- _Problem_: Below are some entries; set them all down exactly.

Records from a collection
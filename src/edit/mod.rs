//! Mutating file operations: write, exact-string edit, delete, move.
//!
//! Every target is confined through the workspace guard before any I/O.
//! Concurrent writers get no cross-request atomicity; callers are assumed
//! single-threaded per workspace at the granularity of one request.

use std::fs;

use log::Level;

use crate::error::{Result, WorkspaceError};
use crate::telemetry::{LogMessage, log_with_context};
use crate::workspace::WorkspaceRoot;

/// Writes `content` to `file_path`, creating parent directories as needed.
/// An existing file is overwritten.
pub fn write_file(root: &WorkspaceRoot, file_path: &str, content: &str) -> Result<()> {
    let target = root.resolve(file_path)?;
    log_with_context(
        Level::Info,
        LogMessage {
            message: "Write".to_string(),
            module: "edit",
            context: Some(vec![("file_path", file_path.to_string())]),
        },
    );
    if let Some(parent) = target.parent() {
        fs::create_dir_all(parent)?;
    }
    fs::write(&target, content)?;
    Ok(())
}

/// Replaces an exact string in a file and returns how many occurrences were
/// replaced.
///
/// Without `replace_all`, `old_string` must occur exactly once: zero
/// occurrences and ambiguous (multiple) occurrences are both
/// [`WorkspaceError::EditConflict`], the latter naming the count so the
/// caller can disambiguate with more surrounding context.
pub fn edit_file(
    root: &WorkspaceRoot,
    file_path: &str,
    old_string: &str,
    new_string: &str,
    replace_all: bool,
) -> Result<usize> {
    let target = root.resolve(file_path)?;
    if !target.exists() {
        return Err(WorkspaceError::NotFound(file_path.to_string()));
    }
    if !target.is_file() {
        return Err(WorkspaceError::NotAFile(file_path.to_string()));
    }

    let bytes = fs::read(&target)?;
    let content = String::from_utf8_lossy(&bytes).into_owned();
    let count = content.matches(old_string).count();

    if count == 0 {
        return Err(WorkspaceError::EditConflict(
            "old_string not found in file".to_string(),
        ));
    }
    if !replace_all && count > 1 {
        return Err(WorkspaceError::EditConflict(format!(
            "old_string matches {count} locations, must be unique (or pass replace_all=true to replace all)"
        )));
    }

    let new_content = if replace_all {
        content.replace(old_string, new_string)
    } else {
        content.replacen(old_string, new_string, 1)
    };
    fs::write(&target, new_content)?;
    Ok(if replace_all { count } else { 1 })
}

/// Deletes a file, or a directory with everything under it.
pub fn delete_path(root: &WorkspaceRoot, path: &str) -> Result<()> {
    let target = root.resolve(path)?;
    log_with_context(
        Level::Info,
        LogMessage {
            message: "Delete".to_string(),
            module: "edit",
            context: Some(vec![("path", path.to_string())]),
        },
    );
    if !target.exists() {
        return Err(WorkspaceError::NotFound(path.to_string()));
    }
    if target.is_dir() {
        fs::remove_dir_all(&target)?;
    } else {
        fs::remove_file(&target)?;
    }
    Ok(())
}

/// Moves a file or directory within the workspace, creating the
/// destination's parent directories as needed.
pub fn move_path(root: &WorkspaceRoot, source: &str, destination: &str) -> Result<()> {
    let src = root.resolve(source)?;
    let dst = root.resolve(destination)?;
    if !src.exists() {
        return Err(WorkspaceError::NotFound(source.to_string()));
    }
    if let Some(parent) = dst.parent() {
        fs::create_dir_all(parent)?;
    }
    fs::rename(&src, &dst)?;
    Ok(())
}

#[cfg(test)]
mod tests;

- _Completed task_:
filename src/edit/mod.rs
//! Mutating file operations: write, exact-string edit, delete, move.
//!
//! Every target is confined through the workspace guard before any I/O.
//! Concurrent writers get no cross-request atomicity; callers are assumed
//! single-threaded per workspace at the granularity of one request.

use std::fs;

use log::Level;

use crate::error::{Result, WorkspaceError};
use crate::telemetry::{LogMessage, log_with_context};
use crate::workspace::WorkspaceRoot;

/// Writes `content` to `file_path`, creating parent directories as needed.
/// An existing file is overwritten.
pub fn write_file(root: &WorkspaceRoot, file_path: &str, content: &str) -> Result<()> {
    let target = root.resolve(file_path)?;
    log_with_context(
        Level::Info,
        LogMessage {
            message: "Write".to_string(),
            module: "edit",
            context: Some(vec![("file_path", file_path.to_string())]),
        },
    );
    if let Some(parent) = target.parent() {
        fs::create_dir_all(parent)?;
    }
    fs::write(&target, content)?;
    Ok(())
}

/// Replaces an exact string in a file and returns how many occurrences were
/// replaced.
///
/// Without `replace_all`, `old_string` must occur exactly once: zero
/// occurrences and ambiguous (multiple) occurrences are both
/// [`WorkspaceError::EditConflict`], the latter naming the count so the
/// caller can disambiguate with more surrounding context.
pub fn edit_file(
    root: &WorkspaceRoot,
    file_path: &str,
    old_string: &str,
    new_string: &str,
    replace_all: bool,
) -> Result<usize> {
    let target = root.resolve(file_path)?;
    if !target.exists() {
        return Err(WorkspaceError::NotFound(file_path.to_string()));
    }
    if !target.is_file() {
        return Err(WorkspaceError::NotAFile(file_path.to_string()));
    }

    let bytes = fs::read(&target)?;
    let content = String::from_utf8_lossy(&bytes).into_owned();
    let count = content.matches(old_string).count();

    if count == 0 {
        return Err(WorkspaceError::EditConflict(
            "old_string not found in file".to_string(),
        ));
    }
    if !replace_all && count > 1 {
        return Err(WorkspaceError::EditConflict(format!(
            "old_string matches {count} locations, must be unique (or pass replace_all=true to replace all)"
        )));
    }

    let new_content = if replace_all {
        content.replace(old_string, new_string)
    } else {
        content.replacen(old_string, new_string, 1)
    };
    fs::write(&target, new_content)?;
    Ok(if replace_all { count } else { 1 })
}

/// Deletes a file, or a directory with everything under it.
pub fn delete_path(root: &WorkspaceRoot, path: &str) -> Result<()> {
    let target = root.resolve(path)?;
    log_with_context(
        Level::Info,
        LogMessage {
            message: "Delete".to_string(),
            module: "edit",
            context: Some(vec![("path", path.to_string())]),
        },
    );
    if !target.exists() {
        return Err(WorkspaceError::NotFound(path.to_string()));
    }
    if target.is_dir() {
        fs::remove_dir_all(&target)?;
    } else {
        fs::remove_file(&target)?;
    }
    Ok(())
}

/// Moves a file or directory within the workspace, creating the
/// destination's parent directories as needed.
pub fn move_path(root: &WorkspaceRoot, source: &str, destination: &str) -> Result<()> {
    let src = root.resolve(source)?;
    let dst = root.resolve(destination)?;
    if !src.exists() {
        return Err(WorkspaceError::NotFound(source.to_string()));
    }
    if let Some(parent) = dst.parent() {
        fs::create_dir_all(parent)?;
    }
    fs::rename(&src, &dst)?;
    Ok(())
}

#[cfg(test)]
mod tests;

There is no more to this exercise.